New York: Wall Street stocks rode a solid jobs report to fresh records Friday, with technology shares especially sky-bound following strong Apple earnings and a report of a possible semiconductor chip merger.

All three major indices ended at records, with the tech-rich Nasdaq Composite Index rising 0.7 per cent to close the week at 6,764.44.

The Dow Jones Industrial Average rose 0.1 per cent to end at 23,539.19, its second straight record, while the broad-based S&P 500 gained 0.3 per cent to 2,587.84.

Apple, the biggest US company by market capitalisation, saw its shares jump 2.6 per cent after reporting quarterly net profits rose 19 per cent from a year ago to $10.7 billion on the back of strong iPhone sales.

The big earnings report came as Apple’s latest smartphone, the iPhone X, hit the stores, drawing long lines of anxious customers in some cities.

Apple is one of the last big companies to report in an earnings season that many analysts view as strong.

“It’s extremely positive, especially considering what could have happened because of the hurricane effects at a business level,” said Art Hogan, chief market strategist at Wunderlich Securities.

Meanwhile, Qualcomm shot up 12.7 per cent following a report in the Wall Street Journal that fellow chip company Broadcom planned an unsolicited takeover bid.
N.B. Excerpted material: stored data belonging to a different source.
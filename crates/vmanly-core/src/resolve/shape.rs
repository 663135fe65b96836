// ── Reference shapes ──
//
// Where a body refers to another entity, and in which form. Classified
// from the attribute name, the owning kind and the object depth; the walk
// only ever acts on what this module returns.

use crate::model::EntityKind;

/// Which way a walk converts references.
#[derive(Debug, Clone, Copy, PartialEq, Eq)]
pub enum Direction {
    /// Names to server ids (before a write).
    ToIds,
    /// Server ids to names (after a read).
    ToNames,
}

/// A reference-bearing attribute.
#[derive(Debug, Clone, PartialEq, Eq)]
pub enum ReferenceShape {
    /// `siteList: <id>`: one list of the type named by the key.
    ListId { list_type: String },
    /// `vpnLists: [<id>, ...]`: ordered lists of the type named by the key.
    ListIds { list_type: String },
    /// `sourceZone` / `destinationZone` of zone-based firewall definitions.
    ZoneId,
    /// `ref: <id>` ↔ `listName` + `listType`.
    TypedRef,
    /// `class: <id>` ↔ `className` + `classType`.
    TypedClass,
    /// `definitionId` ↔ `definitionName`, typed by the sibling `type`.
    Definition,
    /// `templateId` ↔ `templateName` below the root of a device template.
    FeatureTemplate,
    /// Root `policyId` ↔ `policyName` of a device template.
    LocalPolicy,
    /// Root `securityPolicyId` ↔ `securityPolicyName` of a device template.
    SecurityPolicy,
}

/// Wire-form (id) attribute and name-form attributes of a shape whose
/// attribute name changes with the direction.
pub(crate) struct RenamedForm {
    pub id_key: &'static str,
    pub name_key: &'static str,
    /// Companion attribute carrying the target's type in name form.
    pub type_key: Option<&'static str>,
}

impl ReferenceShape {
    /// Kind of the referenced entity.
    pub fn target(&self) -> EntityKind {
        match self {
            Self::ListId { .. }
            | Self::ListIds { .. }
            | Self::ZoneId
            | Self::TypedRef
            | Self::TypedClass => EntityKind::Lists,
            Self::Definition => EntityKind::Definitions,
            Self::FeatureTemplate => EntityKind::FeatureTemplates,
            Self::LocalPolicy => EntityKind::LocalPolicies,
            Self::SecurityPolicy => EntityKind::SecurityPolicies,
        }
    }

    pub(crate) fn renamed_form(&self) -> Option<RenamedForm> {
        let form = match self {
            Self::TypedRef => RenamedForm {
                id_key: "ref",
                name_key: "listName",
                type_key: Some("listType"),
            },
            Self::TypedClass => RenamedForm {
                id_key: "class",
                name_key: "className",
                type_key: Some("classType"),
            },
            Self::Definition => RenamedForm {
                id_key: "definitionId",
                name_key: "definitionName",
                type_key: None,
            },
            Self::FeatureTemplate => RenamedForm {
                id_key: "templateId",
                name_key: "templateName",
                type_key: None,
            },
            Self::LocalPolicy => RenamedForm {
                id_key: "policyId",
                name_key: "policyName",
                type_key: None,
            },
            Self::SecurityPolicy => RenamedForm {
                id_key: "securityPolicyId",
                name_key: "securityPolicyName",
                type_key: None,
            },
            Self::ListId { .. } | Self::ListIds { .. } | Self::ZoneId => return None,
        };
        Some(form)
    }
}

/// Classify an attribute of a `kind` body at object `depth` (root keys are
/// depth 0) for a walk in `direction`. `None` for plain attributes.
pub fn classify(
    kind: EntityKind,
    key: &str,
    depth: usize,
    direction: Direction,
) -> Option<ReferenceShape> {
    let by_direction = |id_key: &str, name_key: &str| match direction {
        Direction::ToNames => key == id_key,
        Direction::ToIds => key == name_key,
    };

    match kind {
        EntityKind::Definitions
        | EntityKind::CentralPolicies
        | EntityKind::LocalPolicies
        | EntityKind::SecurityPolicies => {
            if by_direction("ref", "listName") {
                return Some(ReferenceShape::TypedRef);
            }
            if by_direction("class", "className") {
                return Some(ReferenceShape::TypedClass);
            }
            if kind == EntityKind::Definitions && (key == "sourceZone" || key == "destinationZone") {
                return Some(ReferenceShape::ZoneId);
            }
            if kind != EntityKind::Definitions && by_direction("definitionId", "definitionName") {
                return Some(ReferenceShape::Definition);
            }
            classify_list_key(key)
        }
        EntityKind::DeviceTemplates => {
            if depth == 0 {
                if by_direction("policyId", "policyName") {
                    return Some(ReferenceShape::LocalPolicy);
                }
                if by_direction("securityPolicyId", "securityPolicyName") {
                    return Some(ReferenceShape::SecurityPolicy);
                }
                None
            } else if by_direction("templateId", "templateName") {
                Some(ReferenceShape::FeatureTemplate)
            } else {
                None
            }
        }
        EntityKind::Lists | EntityKind::FeatureTemplates => None,
    }
}

/// `siteList` → `ListId(site)`, `vpnLists` → `ListIds(vpn)`.
///
/// Direction qualifiers are dropped from the type
/// (`sourceDataPrefixList` → `dataPrefix`).
fn classify_list_key(key: &str) -> Option<ReferenceShape> {
    let (stem, plural) = if let Some(stem) = key.strip_suffix("Lists") {
        (stem, true)
    } else if let Some(stem) = key.strip_suffix("List") {
        (stem, false)
    } else {
        return None;
    };

    let stem = ["source", "destination"]
        .iter()
        .find_map(|q| stem.strip_prefix(q))
        .filter(|rest| rest.starts_with(|c: char| c.is_ascii_uppercase()))
        .unwrap_or(stem);
    if stem.is_empty() || !stem.starts_with(|c: char| c.is_ascii_alphabetic()) {
        return None;
    }

    let mut chars = stem.chars();
    let list_type = match chars.next() {
        Some(first) => first.to_ascii_lowercase().to_string() + chars.as_str(),
        None => return None,
    };

    Some(if plural {
        ReferenceShape::ListIds { list_type }
    } else {
        ReferenceShape::ListId { list_type }
    })
}

#[cfg(test)]
mod tests {
    use super::*;

    #[test]
    fn list_keys() {
        assert_eq!(
            classify(EntityKind::CentralPolicies, "siteLists", 3, Direction::ToIds),
            Some(ReferenceShape::ListIds {
                list_type: "site".into()
            })
        );
        assert_eq!(
            classify(EntityKind::Definitions, "vpnList", 1, Direction::ToNames),
            Some(ReferenceShape::ListId {
                list_type: "vpn".into()
            })
        );
        assert_eq!(
            classify(
                EntityKind::Definitions,
                "sourceDataPrefixList",
                4,
                Direction::ToNames
            ),
            Some(ReferenceShape::ListId {
                list_type: "dataPrefix".into()
            })
        );
    }

    #[test]
    fn bare_suffix_is_not_a_reference() {
        assert_eq!(
            classify(EntityKind::Definitions, "List", 1, Direction::ToIds),
            None
        );
        assert_eq!(
            classify(EntityKind::Definitions, "entries", 1, Direction::ToIds),
            None
        );
    }

    #[test]
    fn renamed_keys_follow_direction() {
        assert_eq!(
            classify(EntityKind::Definitions, "ref", 3, Direction::ToNames),
            Some(ReferenceShape::TypedRef)
        );
        assert_eq!(
            classify(EntityKind::Definitions, "ref", 3, Direction::ToIds),
            None
        );
        assert_eq!(
            classify(EntityKind::Definitions, "listName", 3, Direction::ToIds),
            Some(ReferenceShape::TypedRef)
        );
        assert_eq!(
            classify(
                EntityKind::LocalPolicies,
                "definitionName",
                2,
                Direction::ToIds
            ),
            Some(ReferenceShape::Definition)
        );
    }

    #[test]
    fn definition_id_of_a_definition_is_its_own_id() {
        assert_eq!(
            classify(EntityKind::Definitions, "definitionId", 0, Direction::ToNames),
            None
        );
    }

    #[test]
    fn zones_only_in_definitions() {
        assert_eq!(
            classify(EntityKind::Definitions, "sourceZone", 3, Direction::ToIds),
            Some(ReferenceShape::ZoneId)
        );
        assert_eq!(
            classify(
                EntityKind::SecurityPolicies,
                "sourceZone",
                3,
                Direction::ToIds
            ),
            None
        );
    }

    #[test]
    fn device_template_depths() {
        assert_eq!(
            classify(EntityKind::DeviceTemplates, "policyId", 0, Direction::ToNames),
            Some(ReferenceShape::LocalPolicy)
        );
        assert_eq!(
            classify(
                EntityKind::DeviceTemplates,
                "securityPolicyName",
                0,
                Direction::ToIds
            ),
            Some(ReferenceShape::SecurityPolicy)
        );
        // The template's own name sits at the root.
        assert_eq!(
            classify(EntityKind::DeviceTemplates, "templateName", 0, Direction::ToIds),
            None
        );
        assert_eq!(
            classify(EntityKind::DeviceTemplates, "templateName", 1, Direction::ToIds),
            Some(ReferenceShape::FeatureTemplate)
        );
    }

    #[test]
    fn lists_and_feature_templates_have_no_references() {
        assert_eq!(
            classify(EntityKind::Lists, "siteList", 1, Direction::ToIds),
            None
        );
        assert_eq!(
            classify(EntityKind::FeatureTemplates, "ref", 2, Direction::ToNames),
            None
        );
    }
}
//! Shared helpers for command handlers.

use std::path::Path;
use std::time::Duration;

use indicatif::{ProgressBar, ProgressStyle};

use vmanly_core::{Document, DocumentFormat, EntityKind};

use crate::cli::{GlobalOpts, KindArg};
use crate::error::CliError;

impl From<KindArg> for EntityKind {
    fn from(kind: KindArg) -> Self {
        match kind {
            KindArg::Lists => EntityKind::Lists,
            KindArg::Definitions => EntityKind::Definitions,
            KindArg::CentralPolicies => EntityKind::CentralPolicies,
            KindArg::LocalPolicies => EntityKind::LocalPolicies,
            KindArg::SecurityPolicies => EntityKind::SecurityPolicies,
            KindArg::FeatureTemplates => EntityKind::FeatureTemplates,
            KindArg::DeviceTemplates => EntityKind::DeviceTemplates,
        }
    }
}

/// `--only` selection; empty means every kind.
pub fn kinds(only: &[KindArg]) -> Vec<EntityKind> {
    only.iter().copied().map(EntityKind::from).collect()
}

/// Prompt for confirmation, auto-approving if `--yes` was passed.
pub fn confirm(message: &str, yes_flag: bool) -> Result<bool, CliError> {
    if yes_flag {
        return Ok(true);
    }
    dialoguer::Confirm::new()
        .with_prompt(message)
        .default(false)
        .interact()
        .map_err(|_| CliError::NonInteractiveRequiresYes {
            action: message.into(),
        })
}

/// Read and parse a document; the format follows the file extension.
pub fn read_document(path: &Path) -> Result<Document, CliError> {
    let text = std::fs::read_to_string(path).map_err(|e| document_err(path, &e))?;
    Document::parse(&text, DocumentFormat::from_path(path)).map_err(|e| document_err(path, &e))
}

/// Render a document in the format its path asks for and write it.
pub fn write_document(path: &Path, document: &Document) -> Result<(), CliError> {
    let text = document
        .render(DocumentFormat::from_path(path))
        .map_err(|e| document_err(path, &e))?;
    std::fs::write(path, text).map_err(|e| document_err(path, &e))
}

fn document_err(path: &Path, err: &dyn std::fmt::Display) -> CliError {
    CliError::Document {
        path: path.display().to_string(),
        reason: err.to_string(),
    }
}

/// Spinner on stderr while a controller round-trip runs. Hidden with
/// `--quiet`; indicatif hides it on its own when stderr isn't a terminal.
pub fn spinner(global: &GlobalOpts, message: &str) -> ProgressBar {
    if global.quiet {
        return ProgressBar::hidden();
    }
    let pb = ProgressBar::new_spinner();
    if let Ok(style) = ProgressStyle::with_template("{spinner} {msg}") {
        pb.set_style(style);
    }
    pb.set_message(message.to_owned());
    pb.enable_steady_tick(Duration::from_millis(100));
    pb
}
#[tokio::test]
async fn test_check_run_updates_definition_to_use_new_list() {
    let (server, ctx) = setup().await;
    mount_listing(
        &server,
        "template/policy/list",
        json!([{ "listId": "l-a", "name": "site-a", "type": "site", "entries": [{ "siteId": "100" }] }]),
    )
    .await;
    mount_listing(
        &server,
        "template/policy/definition/data",
        json!([{ "definitionId": "d-1", "name": "drop-hq", "type": "data" }]),
    )
    .await;
    mount_empty_definitions(&server).await;
    mount_get(
        &server,
        "template/policy/definition/data/d-1",
        json!({
            "definitionId": "d-1",
            "name": "drop-hq",
            "type": "data",
            "sequences": [{ "match": { "entries": [
                { "field": "siteList", "ref": "l-a" }
            ]}}]
        }),
    )
    .await;
    forbid_writes(&server).await;

    let document = Document {
        lists: vec![json!({ "name": "site-b", "type": "site", "entries": [{ "siteId": "200" }] })],
        definitions: vec![json!({
            "name": "drop-hq",
            "type": "data",
            "sequences": [{ "match": { "entries": [
                { "field": "siteList", "listName": "site-b", "listType": "site" }
            ]}}]
        })],
        ..Document::default()
    };

    let check = SyncOptions {
        dry_run: true,
        allow_update: true,
        ..SyncOptions::default()
    };
    let report = ctx.sync_document(&document, &[], check).await;
    assert!(report.is_success(), "failures: {:?}", report.failures);
    let summary: Vec<_> = report
        .changes
        .iter()
        .map(|c| (c.kind, c.name.as_str(), c.action, c.applied))
        .collect();
    assert_eq!(
        summary,
        vec![
            (EntityKind::Lists, "site-b", SyncAction::Create, false),
            (EntityKind::Definitions, "drop-hq", SyncAction::Update, false),
        ]
    );

    // Without permission to update, the new reference is never resolved.
    let report = ctx
        .sync_document(&document, &[EntityKind::Definitions], SyncOptions::default())
        .await;
    assert!(report.is_success(), "failures: {:?}", report.failures);
    assert_eq!(report.changes.len(), 1);
    assert_eq!(report.changes[0].action, SyncAction::Update);
    assert!(!report.changes[0].applied);
}

#[tokio::test]
async fn test_lists_are_created_before_definitions_that_use_them() {
    let (server, ctx) = setup().await;

    // The first list listing predates the create; later ones include it.
    Mock::given(method("GET"))
        .and(path(ds("template/policy/list")))
        .respond_with(ResponseTemplate::new(200).set_body_json(json!({ "data": [] })))
        .up_to_n_times(1)
        .mount(&server)
        .await;
    mount_listing(
        &server,
        "template/policy/list",
        json!([{ "listId": "l-new", "name": "site-hq", "type": "site", "entries": [{ "siteId": "100" }] }]),
    )
    .await;
    mount_empty_definitions(&server).await;

    Mock::given(method("POST"))
        .and(path(ds("template/policy/list/site")))
        .respond_with(ResponseTemplate::new(200).set_body_json(json!({ "listId": "l-new" })))
        .expect(1)
        .mount(&server)
        .await;
    Mock::given(method("POST"))
        .and(path(ds("template/policy/definition/data")))
        .and(body_partial_json(json!({
            "sequences": [{ "match": { "entries": [{ "field": "siteList", "ref": "l-new" }] } }]
        })))
        .respond_with(ResponseTemplate::new(200).set_body_json(json!({ "definitionId": "d-new" })))
        .expect(1)
        .mount(&server)
        .await;

    // Definitions come first in the file; the run still syncs lists first.
    let document = Document::parse(
        r#"{
            "definitions": [{
                "name": "drop-hq",
                "type": "data",
                "sequences": [{ "match": { "entries": [
                    { "field": "siteList", "listName": "site-hq", "listType": "site" }
                ]}}]
            }],
            "lists": [{ "name": "site-hq", "type": "site", "entries": [{ "siteId": "100" }] }]
        }"#,
        vmanly_core::DocumentFormat::Json,
    )
    .unwrap();
    let report = ctx
        .sync_document(&document, &[], SyncOptions::default())
        .await;

    assert!(report.is_success(), "failures: {:?}", report.failures);
    let order: Vec<EntityKind> = report.changes.iter().map(|c| c.kind).collect();
    assert_eq!(order, vec![EntityKind::Lists, EntityKind::Definitions]);
}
Broadcom shares rose 5.5 per cent.

Other large tech companies to gain included Amazon, which rose 1.6 per cent and Tesla Motors, which advanced 2.3 per cent, despite its disappointing results.

Job numbers

In other good news, the US economy added 261,000 new jobs last month as businesses reopened in the wake of Hurricanes Harvey and Irma. The headline jobs figure was solid, and the prior two months were revised upward.

The jobless rate fell to 4.1 per cent, the lowest the US economy has seen since December 2000.

Sentiment was further lifted by an Institute for Supply Management report that showed record growth in the services sector in October. The jump came on expansion in 16 of the 18 industries surveyed, with only educational services and entertainment and recreation slowing.

The ISM report “provides another indicator that suggests the economy has started the fourth quarter on a strong note,” John Ryding of RDQ Economics said in an analysis of the data.